Women Are Losers

August 25, 2010 by Bill Bradley

HOT READS FOR THE PRACTITIONER

Title: Women Are Losers: Why traditional mentoring programs can be detrimental to women’s careers

Competencies: coaching, talent management, mentoring

Who benefits: while this article is primarily about women, the content is useful to upward and outward mobile employees and their bosses and mentors

Consultant Usage: career development specialists, executive coaches, some trainers

What’s it about?  Wait! Wait!  Don’t jump on my a**.  The title was just to get your attention.  Read on.  I am only reporting on a personally eye-opening article in the just released September issue of Harvard Business Review.  Written by three women. 

The article is Why Men Still Get More Promotions Than Women.
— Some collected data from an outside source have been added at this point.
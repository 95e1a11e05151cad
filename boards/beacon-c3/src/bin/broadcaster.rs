#![no_main]
#![no_std]

use beacon_c3::{console::UartConsole, esp_now_radio::EspNowRadio, DeepSleep};
use esp_hal::{
    delay::Delay,
    gpio::{Level, Output},
    prelude::*,
    rng::Rng,
    rtc_cntl::Rtc,
    timer::timg::TimerGroup,
};
use esp_wifi::esp_now::EspNow;
use static_cell::StaticCell;

use nowcast::{
    bring_up, console::line, fail, prepare_interface, split_frame_queue, BeaconConfig,
    Broadcaster, Console, FrameQueue, Halt, StatusLed,
};

static FRAMES: StaticCell<FrameQueue> = StaticCell::new();

#[entry]
fn main() -> ! {
    let peripherals = esp_hal::init(esp_hal::Config::default());
    esp_alloc::heap_allocator!(72 * 1024);

    defmt::info!("Hello, world!");

    let cfg = BeaconConfig::DEFAULT;
    let mut halt = DeepSleep(Rtc::new(peripherals.LPWR));

    // UART0 TX is GPIO21 on the C3
    let mut console = match UartConsole::new(peripherals.UART0, peripherals.GPIO21, cfg.console_baud)
    {
        Ok(console) => console,
        Err(e) => {
            defmt::error!("Console bring-up failed: {:?}", e);
            halt.halt()
        }
    };
    line(&mut console, format_args!(""));

    let mut led = StatusLed::new(Output::new(peripherals.GPIO2, Level::High), cfg.led_active_low);

    let timg0 = TimerGroup::new(peripherals.TIMG0);
    let wifi = match esp_wifi::init(
        timg0.timer0,
        Rng::new(peripherals.RNG),
        peripherals.RADIO_CLK,
    ) {
        Ok(wifi) => wifi,
        Err(e) => {
            defmt::error!("Wi-Fi init failed: {:?}", e);
            line(&mut console, format_args!("Wi-Fi init fail!"));
            console.flush();
            halt.halt()
        }
    };

    let esp_now = match EspNow::new(&wifi, peripherals.WIFI) {
        Ok(esp_now) => esp_now,
        Err(e) => {
            defmt::error!("ESP-NOW driver start failed: {:?}", e);
            line(&mut console, format_args!("esp_now_init() fail!"));
            line(&mut console, format_args!("ESP-NOW initialization fail!"));
            console.flush();
            halt.halt()
        }
    };
    let mut radio = EspNowRadio::new(esp_now);

    let (sink, drain) = split_frame_queue(FRAMES.init(FrameQueue::new()));

    prepare_interface(&mut radio, &mut console);
    if let Err(e) = bring_up(&mut radio, &cfg, sink) {
        defmt::error!("Bring-up failed at {:?}: {:?}", e.step, e.source);
        fail(&mut console, &e, &mut halt);
    }

    Broadcaster::new(cfg, drain).run(&mut radio, &mut led, &mut Delay::new(), &mut console)
}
The article poses and answers three questions and offers a solution.

The three questions/answers are:
1. Are women as likely as men to get mentoring? Yes.
2. Does mentoring provide the same career benefits to men and women? No.
3. Can mentoring be harmful to a woman’s career? Yes.

Before commenting on the third question/answer and the solution, let me present a metaphor that works for me (and probably only me) and a recollection of advice given by one my all time favorite motivational speakers. 

My metaphor (sort of).  Have you ever “lost” your car or house keys (of course you have)?  Did you eventually find them in the very last place you looked (of course)?  And did you comment to yourself something like “I should have known they were there all this time?” (probably)?  That’s how I feel about this article.  It presents me with something I probably should have known for the past 40 years and I flat out missed it.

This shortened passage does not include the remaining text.